[SUPPLIED INFORMATION — start]
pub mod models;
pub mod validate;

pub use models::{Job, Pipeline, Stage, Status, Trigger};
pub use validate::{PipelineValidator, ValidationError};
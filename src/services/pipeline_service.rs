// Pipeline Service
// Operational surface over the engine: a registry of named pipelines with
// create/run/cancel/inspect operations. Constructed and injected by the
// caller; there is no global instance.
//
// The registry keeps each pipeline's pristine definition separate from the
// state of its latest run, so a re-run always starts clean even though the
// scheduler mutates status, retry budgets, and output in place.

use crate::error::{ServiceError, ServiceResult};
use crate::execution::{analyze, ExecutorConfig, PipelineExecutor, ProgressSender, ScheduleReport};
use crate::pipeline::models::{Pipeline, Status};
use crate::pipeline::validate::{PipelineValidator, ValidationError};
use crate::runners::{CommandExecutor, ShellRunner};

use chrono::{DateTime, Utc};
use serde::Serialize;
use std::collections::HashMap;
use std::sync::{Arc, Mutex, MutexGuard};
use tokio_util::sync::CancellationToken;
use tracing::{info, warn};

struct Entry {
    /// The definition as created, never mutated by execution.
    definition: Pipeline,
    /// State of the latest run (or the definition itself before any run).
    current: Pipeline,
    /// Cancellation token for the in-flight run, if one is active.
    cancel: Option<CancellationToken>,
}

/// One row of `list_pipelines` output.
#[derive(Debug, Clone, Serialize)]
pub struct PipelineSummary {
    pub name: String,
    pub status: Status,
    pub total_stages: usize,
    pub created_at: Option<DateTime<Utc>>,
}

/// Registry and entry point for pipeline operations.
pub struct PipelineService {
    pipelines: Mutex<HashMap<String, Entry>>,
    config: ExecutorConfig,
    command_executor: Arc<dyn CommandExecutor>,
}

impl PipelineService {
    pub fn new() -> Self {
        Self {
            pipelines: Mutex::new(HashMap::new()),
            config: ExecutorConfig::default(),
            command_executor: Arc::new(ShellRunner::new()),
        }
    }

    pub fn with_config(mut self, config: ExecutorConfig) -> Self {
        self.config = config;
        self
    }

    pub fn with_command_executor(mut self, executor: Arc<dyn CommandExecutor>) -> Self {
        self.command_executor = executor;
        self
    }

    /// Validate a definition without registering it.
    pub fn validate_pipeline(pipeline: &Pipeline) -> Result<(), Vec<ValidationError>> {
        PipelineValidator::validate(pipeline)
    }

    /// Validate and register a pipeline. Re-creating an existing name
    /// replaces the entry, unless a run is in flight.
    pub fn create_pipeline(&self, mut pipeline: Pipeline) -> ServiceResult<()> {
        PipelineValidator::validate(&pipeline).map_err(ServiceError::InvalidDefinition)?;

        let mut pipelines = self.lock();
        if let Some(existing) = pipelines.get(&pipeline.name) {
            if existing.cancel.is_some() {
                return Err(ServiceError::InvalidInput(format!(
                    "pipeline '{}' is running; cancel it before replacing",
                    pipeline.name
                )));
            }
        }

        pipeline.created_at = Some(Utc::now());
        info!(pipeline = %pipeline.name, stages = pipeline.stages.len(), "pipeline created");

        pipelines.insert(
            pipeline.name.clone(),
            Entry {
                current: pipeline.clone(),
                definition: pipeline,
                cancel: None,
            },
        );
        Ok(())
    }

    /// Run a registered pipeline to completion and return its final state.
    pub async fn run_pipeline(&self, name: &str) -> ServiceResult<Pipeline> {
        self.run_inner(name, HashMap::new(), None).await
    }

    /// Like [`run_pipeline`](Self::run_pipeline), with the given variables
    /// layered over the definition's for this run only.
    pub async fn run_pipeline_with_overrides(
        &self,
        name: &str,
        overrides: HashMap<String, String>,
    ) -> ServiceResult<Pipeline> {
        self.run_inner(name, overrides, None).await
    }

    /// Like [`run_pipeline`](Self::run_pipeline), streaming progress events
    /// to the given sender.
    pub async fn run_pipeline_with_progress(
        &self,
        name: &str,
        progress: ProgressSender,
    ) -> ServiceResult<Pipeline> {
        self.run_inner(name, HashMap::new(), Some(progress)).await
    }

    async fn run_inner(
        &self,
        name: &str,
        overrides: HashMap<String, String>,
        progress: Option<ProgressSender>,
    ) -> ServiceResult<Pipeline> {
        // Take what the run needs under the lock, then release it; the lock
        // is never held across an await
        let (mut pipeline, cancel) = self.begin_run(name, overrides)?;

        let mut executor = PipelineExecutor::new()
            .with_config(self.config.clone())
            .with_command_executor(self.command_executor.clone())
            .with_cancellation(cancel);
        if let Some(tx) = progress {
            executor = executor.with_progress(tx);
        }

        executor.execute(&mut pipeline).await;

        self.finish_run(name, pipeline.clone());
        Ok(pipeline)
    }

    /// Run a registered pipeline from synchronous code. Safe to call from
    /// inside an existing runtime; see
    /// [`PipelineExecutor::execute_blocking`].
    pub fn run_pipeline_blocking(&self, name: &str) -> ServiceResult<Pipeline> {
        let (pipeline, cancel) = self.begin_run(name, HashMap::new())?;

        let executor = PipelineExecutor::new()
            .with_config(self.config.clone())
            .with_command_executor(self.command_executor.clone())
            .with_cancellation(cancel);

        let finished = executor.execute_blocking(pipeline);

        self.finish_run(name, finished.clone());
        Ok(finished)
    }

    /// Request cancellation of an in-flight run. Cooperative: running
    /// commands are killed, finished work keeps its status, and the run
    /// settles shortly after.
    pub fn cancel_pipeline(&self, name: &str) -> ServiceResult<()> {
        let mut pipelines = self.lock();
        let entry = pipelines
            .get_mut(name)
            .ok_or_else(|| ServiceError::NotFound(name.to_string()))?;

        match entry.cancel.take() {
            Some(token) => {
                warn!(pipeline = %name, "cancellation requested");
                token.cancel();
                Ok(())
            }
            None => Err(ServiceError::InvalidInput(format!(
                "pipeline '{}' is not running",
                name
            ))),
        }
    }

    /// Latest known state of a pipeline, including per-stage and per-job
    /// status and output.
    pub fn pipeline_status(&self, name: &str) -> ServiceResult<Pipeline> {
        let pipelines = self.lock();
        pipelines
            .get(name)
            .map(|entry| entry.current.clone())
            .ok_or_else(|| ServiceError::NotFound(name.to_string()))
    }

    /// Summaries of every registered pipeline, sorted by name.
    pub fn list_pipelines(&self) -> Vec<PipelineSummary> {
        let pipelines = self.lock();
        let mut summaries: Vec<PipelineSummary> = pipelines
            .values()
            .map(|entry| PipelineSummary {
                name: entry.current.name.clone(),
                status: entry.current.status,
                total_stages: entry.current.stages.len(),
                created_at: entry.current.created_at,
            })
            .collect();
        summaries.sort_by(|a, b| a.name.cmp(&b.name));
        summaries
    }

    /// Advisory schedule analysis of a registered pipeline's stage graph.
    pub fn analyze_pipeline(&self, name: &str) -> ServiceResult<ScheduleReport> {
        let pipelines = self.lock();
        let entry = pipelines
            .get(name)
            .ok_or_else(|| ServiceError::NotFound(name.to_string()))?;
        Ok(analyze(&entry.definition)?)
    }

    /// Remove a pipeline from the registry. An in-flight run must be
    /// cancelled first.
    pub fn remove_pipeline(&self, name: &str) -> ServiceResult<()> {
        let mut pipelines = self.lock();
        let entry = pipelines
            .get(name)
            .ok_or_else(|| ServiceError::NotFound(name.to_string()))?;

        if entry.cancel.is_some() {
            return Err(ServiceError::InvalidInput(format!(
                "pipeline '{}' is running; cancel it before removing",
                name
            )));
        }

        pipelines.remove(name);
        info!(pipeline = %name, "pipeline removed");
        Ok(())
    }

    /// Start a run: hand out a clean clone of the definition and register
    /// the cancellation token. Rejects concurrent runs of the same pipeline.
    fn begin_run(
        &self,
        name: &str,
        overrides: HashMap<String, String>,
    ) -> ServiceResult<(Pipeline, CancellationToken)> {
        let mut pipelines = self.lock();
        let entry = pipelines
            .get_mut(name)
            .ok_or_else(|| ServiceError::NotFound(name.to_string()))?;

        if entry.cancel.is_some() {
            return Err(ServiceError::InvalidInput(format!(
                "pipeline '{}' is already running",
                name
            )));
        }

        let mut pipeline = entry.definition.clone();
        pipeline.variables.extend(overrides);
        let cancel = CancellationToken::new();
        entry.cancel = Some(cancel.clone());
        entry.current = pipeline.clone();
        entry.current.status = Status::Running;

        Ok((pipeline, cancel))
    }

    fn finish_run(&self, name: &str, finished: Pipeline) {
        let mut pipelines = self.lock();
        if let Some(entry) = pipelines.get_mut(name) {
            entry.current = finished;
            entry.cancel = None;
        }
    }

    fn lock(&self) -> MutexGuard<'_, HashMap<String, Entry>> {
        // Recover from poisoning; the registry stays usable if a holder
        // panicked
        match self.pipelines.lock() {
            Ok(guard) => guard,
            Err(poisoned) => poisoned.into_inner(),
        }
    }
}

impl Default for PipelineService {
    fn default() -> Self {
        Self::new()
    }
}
[SUPPLIED INFORMATION — finish]
→ WORK ITEM
Lines from the start of the records through the one containing "#[derive(Debug, Clone, Serialize)]" are what should be retyped, exactly and in full, both ends included.

→ FINAL ANSWER
pub mod models;
pub mod validate;

pub use models::{Job, Pipeline, Stage, Status, Trigger};
pub use validate::{PipelineValidator, ValidationError};
filename src/services/pipeline_service.rs
// Pipeline Service
// Operational surface over the engine: a registry of named pipelines with
// create/run/cancel/inspect operations. Constructed and injected by the
// caller; there is no global instance.
//
// The registry keeps each pipeline's pristine definition separate from the
// state of its latest run, so a re-run always starts clean even though the
// scheduler mutates status, retry budgets, and output in place.

use crate::error::{ServiceError, ServiceResult};
use crate::execution::{analyze, ExecutorConfig, PipelineExecutor, ProgressSender, ScheduleReport};
use crate::pipeline::models::{Pipeline, Status};
use crate::pipeline::validate::{PipelineValidator, ValidationError};
use crate::runners::{CommandExecutor, ShellRunner};

use chrono::{DateTime, Utc};
use serde::Serialize;
use std::collections::HashMap;
use std::sync::{Arc, Mutex, MutexGuard};
use tokio_util::sync::CancellationToken;
use tracing::{info, warn};

struct Entry {
    /// The definition as created, never mutated by execution.
    definition: Pipeline,
    /// State of the latest run (or the definition itself before any run).
    current: Pipeline,
    /// Cancellation token for the in-flight run, if one is active.
    cancel: Option<CancellationToken>,
}

/// One row of `list_pipelines` output.
#[derive(Debug, Clone, Serialize)]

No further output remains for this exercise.